The Freightliner Century Class is an aerodynamic sloped-hood conventional Class 8 truck that was produced by American truck manufacturer Freightliner. 

It was introduced in 1995 (as a 1996 model) to replace the FLD series, although the FLD remained in production through the 2001 model year.

The Century Class was renamed Century Class S/T (which stood for Safety and Technology) for the 2000 model year. The S/T package added a driver's side air bag and improved seat mounting restraints. 

The Century Class S/T was also offered with a Driver's Lounge and Backpack option. The Backpack option was an added fiberglass hump added to the outside of a rear cab sleeper model that provided additional interior storage space between the bunks.

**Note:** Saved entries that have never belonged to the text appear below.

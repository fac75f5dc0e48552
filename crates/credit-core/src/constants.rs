//! Scoring constants. Scores are dimensionless integers in `0..=1000`.

/// Lowest possible score (heuristic label, prediction, and report).
pub const SCORE_MIN: u16 = 0;

/// Highest possible score (heuristic label, prediction, and report).
pub const SCORE_MAX: u16 = 1000;

/// Starting point of the heuristic rule table before any adjustment.
pub const NEUTRAL_SCORE: i32 = 500;

/// Wallets active for strictly more than this many days are long-term users.
pub const LONG_TERM_DAYS: u64 = 30;

/// Wallets with strictly more than this many transactions are active users.
pub const ACTIVE_USER_TRANSACTIONS: u64 = 10;

/// Seconds in one calendar day.
pub const SECS_PER_DAY: i64 = 86_400;

/// Lower bound (inclusive) of the `Excellent` category.
pub const EXCELLENT_FLOOR: f64 = 800.0;
/// Lower bound (inclusive) of the `Good` category.
pub const GOOD_FLOOR: f64 = 600.0;
/// Lower bound (inclusive) of the `Fair` category.
pub const FAIR_FLOOR: f64 = 400.0;
/// Lower bound (inclusive) of the `Poor` category.
pub const POOR_FLOOR: f64 = 200.0;

/// Number of columns in a wallet feature vector.
pub const FEATURE_COUNT: usize = 16;

/// Canonical feature column names, in the order [`crate::WalletFeatures::values`]
/// emits them and the report writes them.
pub const FEATURE_COLUMNS: [&str; FEATURE_COUNT] = [
    "total_transactions",
    "total_volume",
    "avg_transaction_size",
    "days_active",
    "deposit_count",
    "borrow_count",
    "repay_count",
    "redeem_count",
    "liquidation_count",
    "repay_to_borrow_ratio",
    "deposit_to_borrow_ratio",
    "liquidation_rate",
    "avg_daily_transactions",
    "transaction_diversity",
    "is_long_term_user",
    "is_active_user",
];

/// Column holding the wallet identifier in feature tables and reports.
pub const WALLET_COLUMN: &str = "wallet_address";
//! Pipeline configuration.
//!
//! Layers, lowest precedence first: built-in defaults, an optional TOML file,
//! then command-line overrides applied with [`PipelineConfig::apply`].
//!
//! ```toml
//! [model]
//! n_estimators = 200
//! seed = 7
//!
//! [report]
//! format = "jsonl"
//! ```

use std::fmt;
use std::path::Path;
use std::str::FromStr;

use config::{Config, ConfigError, File, FileFormat};
use credit_model::ModelConfig;
use serde::{Deserialize, Serialize};

use crate::error::PipelineError;

/// Output encoding of the score report.
#[derive(Debug, Clone, Copy, Default, PartialEq, Eq, Serialize, Deserialize)]
#[serde(rename_all = "lowercase")]
pub enum ReportFormat {
    #[default]
    Csv,
    Jsonl,
}

impl FromStr for ReportFormat {
    type Err = String;

    fn from_str(s: &str) -> Result<Self, Self::Err> {
        match s.to_ascii_lowercase().as_str() {
            "csv" => Ok(Self::Csv),
            "jsonl" | "json-lines" | "ndjson" => Ok(Self::Jsonl),
            other => Err(format!("unknown report format: {other}")),
        }
    }
}

impl fmt::Display for ReportFormat {
    fn fmt(&self, f: &mut fmt::Formatter<'_>) -> fmt::Result {
        f.write_str(match self {
            Self::Csv => "csv",
            Self::Jsonl => "jsonl",
        })
    }
}

#[derive(Debug, Clone, Default, PartialEq, Serialize, Deserialize)]
#[serde(default)]
pub struct ReportConfig {
    pub format: ReportFormat,
}

#[derive(Debug, Clone, Default, PartialEq, Serialize, Deserialize)]
#[serde(default)]
pub struct PipelineConfig {
    pub model: ModelConfig,
    pub report: ReportConfig,
}

/// Values given on the command line. `None` keeps the layered value.
#[derive(Debug, Clone, Default)]
pub struct ConfigOverrides {
    pub trees: Option<usize>,
    pub max_depth: Option<usize>,
    pub seed: Option<u64>,
    pub format: Option<ReportFormat>,
}

impl PipelineConfig {
    /// Defaults, overlaid with `path` when given. The file must exist.
    pub fn load(path: Option<&Path>) -> Result<Self, PipelineError> {
        let mut builder = Config::builder().add_source(Config::try_from(&PipelineConfig::default())?);
        if let Some(path) = path {
            builder = builder.add_source(File::from(path).format(FileFormat::Toml));
        }
        let cfg: PipelineConfig = builder.build()?.try_deserialize()?;
        cfg.validate()?;
        Ok(cfg)
    }

    /// Apply command-line overrides and re-validate.
    pub fn apply(mut self, overrides: &ConfigOverrides) -> Result<Self, PipelineError> {
        if let Some(trees) = overrides.trees {
            self.model.n_estimators = trees;
        }
        if let Some(depth) = overrides.max_depth {
            self.model.max_depth = depth;
        }
        if let Some(seed) = overrides.seed {
            self.model.seed = seed;
        }
        if let Some(format) = overrides.format {
            self.report.format = format;
        }
        self.validate()?;
        Ok(self)
    }

    pub fn validate(&self) -> Result<(), PipelineError> {
        self.model
            .validate()
            .map_err(|e| PipelineError::Config(ConfigError::Message(e.to_string())))
    }
}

The 2005 model year brought a facelift, with larger "jeweled" headlamps in a redesigned headlight housing, redesigned front grille with larger horizontal bars, and a redesigned front bumper with the optional round fog and driving lights now recessed, as well as optional chrome trim around the headlights, and a more aerodynamic overall profile.

The Century Class became Freightliner's flagship model when the FLD ended production in 2001.

When the Freightliner Columbia was introduced for 2002, the Century Class remained the flagship model, as the Columbia was marketed primarily as a fleet truck, while the Century Class was intended more for the owner-operators.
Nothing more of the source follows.